***** INFORMATION SHOWN

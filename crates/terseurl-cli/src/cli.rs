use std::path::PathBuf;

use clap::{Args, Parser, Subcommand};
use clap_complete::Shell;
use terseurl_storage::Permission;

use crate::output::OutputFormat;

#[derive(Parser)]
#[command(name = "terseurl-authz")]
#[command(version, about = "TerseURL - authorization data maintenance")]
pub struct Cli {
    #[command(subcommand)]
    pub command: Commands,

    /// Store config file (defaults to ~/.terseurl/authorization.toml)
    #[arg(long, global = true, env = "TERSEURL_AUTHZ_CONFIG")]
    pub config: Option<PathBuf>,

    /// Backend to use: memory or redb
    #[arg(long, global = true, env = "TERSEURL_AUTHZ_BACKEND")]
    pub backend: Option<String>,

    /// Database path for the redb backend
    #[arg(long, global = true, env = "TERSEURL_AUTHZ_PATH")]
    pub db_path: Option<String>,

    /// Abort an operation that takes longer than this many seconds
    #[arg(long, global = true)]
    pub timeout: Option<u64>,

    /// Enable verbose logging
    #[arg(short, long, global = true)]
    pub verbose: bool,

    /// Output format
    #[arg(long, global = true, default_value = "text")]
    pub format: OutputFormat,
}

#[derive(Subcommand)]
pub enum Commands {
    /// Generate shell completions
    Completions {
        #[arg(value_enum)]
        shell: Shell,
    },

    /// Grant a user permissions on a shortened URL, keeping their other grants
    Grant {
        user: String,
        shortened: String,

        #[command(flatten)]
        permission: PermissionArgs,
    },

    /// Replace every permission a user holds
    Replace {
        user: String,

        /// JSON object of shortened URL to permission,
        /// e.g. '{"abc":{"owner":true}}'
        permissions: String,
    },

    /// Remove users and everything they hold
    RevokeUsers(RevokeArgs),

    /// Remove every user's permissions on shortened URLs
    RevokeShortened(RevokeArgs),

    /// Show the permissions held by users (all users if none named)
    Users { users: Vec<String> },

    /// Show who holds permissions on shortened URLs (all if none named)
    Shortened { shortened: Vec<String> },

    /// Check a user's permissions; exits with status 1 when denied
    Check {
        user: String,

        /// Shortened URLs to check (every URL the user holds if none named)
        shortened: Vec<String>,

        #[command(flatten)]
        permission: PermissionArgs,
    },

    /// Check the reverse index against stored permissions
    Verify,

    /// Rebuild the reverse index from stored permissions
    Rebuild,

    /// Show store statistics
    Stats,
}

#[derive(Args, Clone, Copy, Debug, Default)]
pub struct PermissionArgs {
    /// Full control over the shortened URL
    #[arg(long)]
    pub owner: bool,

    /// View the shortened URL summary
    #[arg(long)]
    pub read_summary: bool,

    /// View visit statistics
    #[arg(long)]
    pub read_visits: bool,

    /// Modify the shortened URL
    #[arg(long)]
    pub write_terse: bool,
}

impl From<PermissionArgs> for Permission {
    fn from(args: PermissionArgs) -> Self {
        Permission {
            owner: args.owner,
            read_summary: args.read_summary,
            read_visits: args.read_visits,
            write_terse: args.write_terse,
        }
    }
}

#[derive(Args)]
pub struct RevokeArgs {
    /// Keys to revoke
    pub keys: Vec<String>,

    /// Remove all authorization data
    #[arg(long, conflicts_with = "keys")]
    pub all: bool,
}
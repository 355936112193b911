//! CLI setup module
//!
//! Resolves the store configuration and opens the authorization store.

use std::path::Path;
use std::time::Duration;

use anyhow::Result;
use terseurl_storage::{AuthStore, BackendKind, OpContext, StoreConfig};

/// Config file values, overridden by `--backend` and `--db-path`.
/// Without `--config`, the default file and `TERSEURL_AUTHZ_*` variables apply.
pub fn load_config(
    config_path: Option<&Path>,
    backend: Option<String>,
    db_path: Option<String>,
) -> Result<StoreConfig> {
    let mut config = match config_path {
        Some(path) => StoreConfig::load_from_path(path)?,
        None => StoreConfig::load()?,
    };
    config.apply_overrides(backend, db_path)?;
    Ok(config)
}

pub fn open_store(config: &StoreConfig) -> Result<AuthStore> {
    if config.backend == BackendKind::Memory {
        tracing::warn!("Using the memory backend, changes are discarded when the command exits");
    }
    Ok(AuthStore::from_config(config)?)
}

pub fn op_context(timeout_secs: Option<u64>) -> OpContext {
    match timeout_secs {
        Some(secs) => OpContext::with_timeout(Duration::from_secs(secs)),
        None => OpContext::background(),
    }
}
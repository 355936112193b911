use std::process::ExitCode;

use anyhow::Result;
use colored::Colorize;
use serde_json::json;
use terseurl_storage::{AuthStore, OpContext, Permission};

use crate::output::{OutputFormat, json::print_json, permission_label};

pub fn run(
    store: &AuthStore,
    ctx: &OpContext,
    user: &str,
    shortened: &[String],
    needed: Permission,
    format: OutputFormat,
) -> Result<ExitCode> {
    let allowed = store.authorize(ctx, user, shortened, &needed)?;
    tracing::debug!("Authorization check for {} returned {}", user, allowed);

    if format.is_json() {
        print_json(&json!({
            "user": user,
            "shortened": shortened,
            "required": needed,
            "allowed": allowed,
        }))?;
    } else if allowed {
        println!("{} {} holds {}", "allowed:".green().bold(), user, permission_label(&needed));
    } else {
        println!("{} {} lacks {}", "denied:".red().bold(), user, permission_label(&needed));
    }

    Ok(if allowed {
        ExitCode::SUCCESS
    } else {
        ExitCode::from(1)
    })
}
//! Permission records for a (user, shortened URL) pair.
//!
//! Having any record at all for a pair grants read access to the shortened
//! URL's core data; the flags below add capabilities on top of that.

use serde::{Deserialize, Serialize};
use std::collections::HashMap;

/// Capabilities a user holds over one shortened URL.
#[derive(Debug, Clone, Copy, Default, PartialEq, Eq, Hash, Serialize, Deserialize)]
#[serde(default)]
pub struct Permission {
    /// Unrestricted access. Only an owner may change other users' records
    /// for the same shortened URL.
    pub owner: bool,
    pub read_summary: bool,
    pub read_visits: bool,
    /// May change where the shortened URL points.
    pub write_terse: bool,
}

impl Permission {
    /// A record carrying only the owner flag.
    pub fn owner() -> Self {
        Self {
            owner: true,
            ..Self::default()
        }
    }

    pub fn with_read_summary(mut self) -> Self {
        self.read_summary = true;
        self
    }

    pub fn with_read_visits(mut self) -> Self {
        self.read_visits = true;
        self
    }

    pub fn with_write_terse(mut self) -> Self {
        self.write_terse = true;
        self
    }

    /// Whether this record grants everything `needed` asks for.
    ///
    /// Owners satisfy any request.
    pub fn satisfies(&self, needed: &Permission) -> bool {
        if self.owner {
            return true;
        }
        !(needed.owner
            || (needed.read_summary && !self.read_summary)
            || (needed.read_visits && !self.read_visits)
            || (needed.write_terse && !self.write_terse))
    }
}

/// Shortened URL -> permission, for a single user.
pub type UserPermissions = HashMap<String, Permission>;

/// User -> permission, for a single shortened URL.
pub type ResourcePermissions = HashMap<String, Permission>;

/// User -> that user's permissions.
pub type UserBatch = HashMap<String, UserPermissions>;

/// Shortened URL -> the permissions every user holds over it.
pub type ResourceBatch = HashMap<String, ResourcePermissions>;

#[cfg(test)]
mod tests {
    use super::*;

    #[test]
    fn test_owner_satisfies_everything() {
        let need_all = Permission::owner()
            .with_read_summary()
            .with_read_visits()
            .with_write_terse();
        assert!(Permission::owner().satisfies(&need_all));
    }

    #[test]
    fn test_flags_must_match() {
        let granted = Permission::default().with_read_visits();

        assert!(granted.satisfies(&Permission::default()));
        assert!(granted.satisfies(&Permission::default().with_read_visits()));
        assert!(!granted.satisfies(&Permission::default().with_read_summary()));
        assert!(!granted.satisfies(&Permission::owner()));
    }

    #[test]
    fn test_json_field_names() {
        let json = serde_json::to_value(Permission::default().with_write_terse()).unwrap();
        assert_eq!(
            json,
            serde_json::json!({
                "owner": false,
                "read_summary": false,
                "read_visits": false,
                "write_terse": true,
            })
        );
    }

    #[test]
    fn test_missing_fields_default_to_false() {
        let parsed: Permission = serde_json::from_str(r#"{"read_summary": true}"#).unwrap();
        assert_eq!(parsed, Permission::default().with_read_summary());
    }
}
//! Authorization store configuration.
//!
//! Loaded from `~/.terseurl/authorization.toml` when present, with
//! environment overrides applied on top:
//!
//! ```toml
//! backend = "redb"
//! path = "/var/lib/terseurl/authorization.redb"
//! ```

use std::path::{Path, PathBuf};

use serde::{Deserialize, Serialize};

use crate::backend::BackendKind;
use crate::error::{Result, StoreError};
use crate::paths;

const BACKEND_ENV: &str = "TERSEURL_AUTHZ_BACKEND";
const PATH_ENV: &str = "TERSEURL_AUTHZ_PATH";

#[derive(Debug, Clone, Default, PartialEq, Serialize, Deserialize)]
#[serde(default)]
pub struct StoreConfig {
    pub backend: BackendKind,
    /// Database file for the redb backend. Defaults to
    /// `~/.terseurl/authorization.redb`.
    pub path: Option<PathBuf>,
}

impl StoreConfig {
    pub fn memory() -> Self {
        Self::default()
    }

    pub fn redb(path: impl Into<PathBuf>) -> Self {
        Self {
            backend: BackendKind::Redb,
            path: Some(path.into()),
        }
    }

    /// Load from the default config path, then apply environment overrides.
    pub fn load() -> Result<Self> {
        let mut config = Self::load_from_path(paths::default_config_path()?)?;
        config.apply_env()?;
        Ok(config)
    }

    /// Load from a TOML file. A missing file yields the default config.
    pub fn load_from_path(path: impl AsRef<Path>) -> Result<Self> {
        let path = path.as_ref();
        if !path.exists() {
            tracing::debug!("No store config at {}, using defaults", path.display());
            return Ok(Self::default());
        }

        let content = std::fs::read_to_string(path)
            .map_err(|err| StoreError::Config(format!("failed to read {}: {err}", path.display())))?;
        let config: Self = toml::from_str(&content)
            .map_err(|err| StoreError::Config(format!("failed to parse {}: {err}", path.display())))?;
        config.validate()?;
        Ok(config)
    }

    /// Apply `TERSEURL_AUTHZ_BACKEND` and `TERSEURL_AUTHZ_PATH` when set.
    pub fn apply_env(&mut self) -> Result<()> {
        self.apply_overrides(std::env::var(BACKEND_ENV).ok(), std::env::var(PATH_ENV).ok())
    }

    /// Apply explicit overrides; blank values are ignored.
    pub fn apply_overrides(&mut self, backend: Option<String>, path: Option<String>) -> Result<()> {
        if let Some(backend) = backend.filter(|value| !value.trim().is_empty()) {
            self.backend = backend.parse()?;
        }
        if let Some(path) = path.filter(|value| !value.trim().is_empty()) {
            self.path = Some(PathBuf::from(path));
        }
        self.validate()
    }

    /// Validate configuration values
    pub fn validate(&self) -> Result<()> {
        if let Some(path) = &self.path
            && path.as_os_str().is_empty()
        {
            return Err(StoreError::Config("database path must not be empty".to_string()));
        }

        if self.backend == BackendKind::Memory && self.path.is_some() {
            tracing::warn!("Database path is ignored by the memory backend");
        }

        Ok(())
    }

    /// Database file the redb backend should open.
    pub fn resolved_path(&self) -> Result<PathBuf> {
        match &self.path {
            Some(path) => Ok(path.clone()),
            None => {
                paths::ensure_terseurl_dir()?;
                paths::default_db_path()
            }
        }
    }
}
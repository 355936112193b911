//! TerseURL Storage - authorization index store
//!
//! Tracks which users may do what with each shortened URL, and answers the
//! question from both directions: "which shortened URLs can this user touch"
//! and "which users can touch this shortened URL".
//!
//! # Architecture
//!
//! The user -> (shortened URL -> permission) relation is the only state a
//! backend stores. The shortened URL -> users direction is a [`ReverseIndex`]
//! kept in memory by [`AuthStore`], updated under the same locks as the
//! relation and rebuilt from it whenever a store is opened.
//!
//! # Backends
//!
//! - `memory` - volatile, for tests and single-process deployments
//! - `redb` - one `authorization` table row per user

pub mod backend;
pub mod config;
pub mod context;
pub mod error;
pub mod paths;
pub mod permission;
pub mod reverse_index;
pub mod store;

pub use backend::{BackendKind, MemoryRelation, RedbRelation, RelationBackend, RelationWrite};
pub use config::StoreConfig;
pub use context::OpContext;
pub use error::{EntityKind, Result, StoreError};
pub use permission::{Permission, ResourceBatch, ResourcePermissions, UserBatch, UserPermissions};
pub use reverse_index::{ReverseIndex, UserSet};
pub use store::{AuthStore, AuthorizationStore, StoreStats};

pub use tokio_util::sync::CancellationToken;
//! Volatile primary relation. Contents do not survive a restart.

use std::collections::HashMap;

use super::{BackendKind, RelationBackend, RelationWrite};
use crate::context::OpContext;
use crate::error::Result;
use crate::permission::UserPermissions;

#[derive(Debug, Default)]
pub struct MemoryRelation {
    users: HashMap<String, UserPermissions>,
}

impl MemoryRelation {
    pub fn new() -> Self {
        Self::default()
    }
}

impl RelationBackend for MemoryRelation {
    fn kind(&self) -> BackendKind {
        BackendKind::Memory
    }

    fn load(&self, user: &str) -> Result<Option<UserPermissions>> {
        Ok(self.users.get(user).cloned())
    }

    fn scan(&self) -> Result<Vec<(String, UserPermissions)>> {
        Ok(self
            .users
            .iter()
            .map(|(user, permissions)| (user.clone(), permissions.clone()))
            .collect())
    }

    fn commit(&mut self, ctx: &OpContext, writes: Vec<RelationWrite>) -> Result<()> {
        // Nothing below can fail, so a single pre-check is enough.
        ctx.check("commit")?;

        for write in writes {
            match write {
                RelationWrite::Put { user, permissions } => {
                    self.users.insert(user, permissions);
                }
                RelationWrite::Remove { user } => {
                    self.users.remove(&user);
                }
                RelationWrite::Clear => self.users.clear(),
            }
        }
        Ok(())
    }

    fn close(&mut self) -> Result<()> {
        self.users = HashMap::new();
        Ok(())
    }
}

**********

_PROBLEM_
Looking at the records above, how many lines contain "struct"? Answer with the number alone.

_REPLY TO THE TASK_
6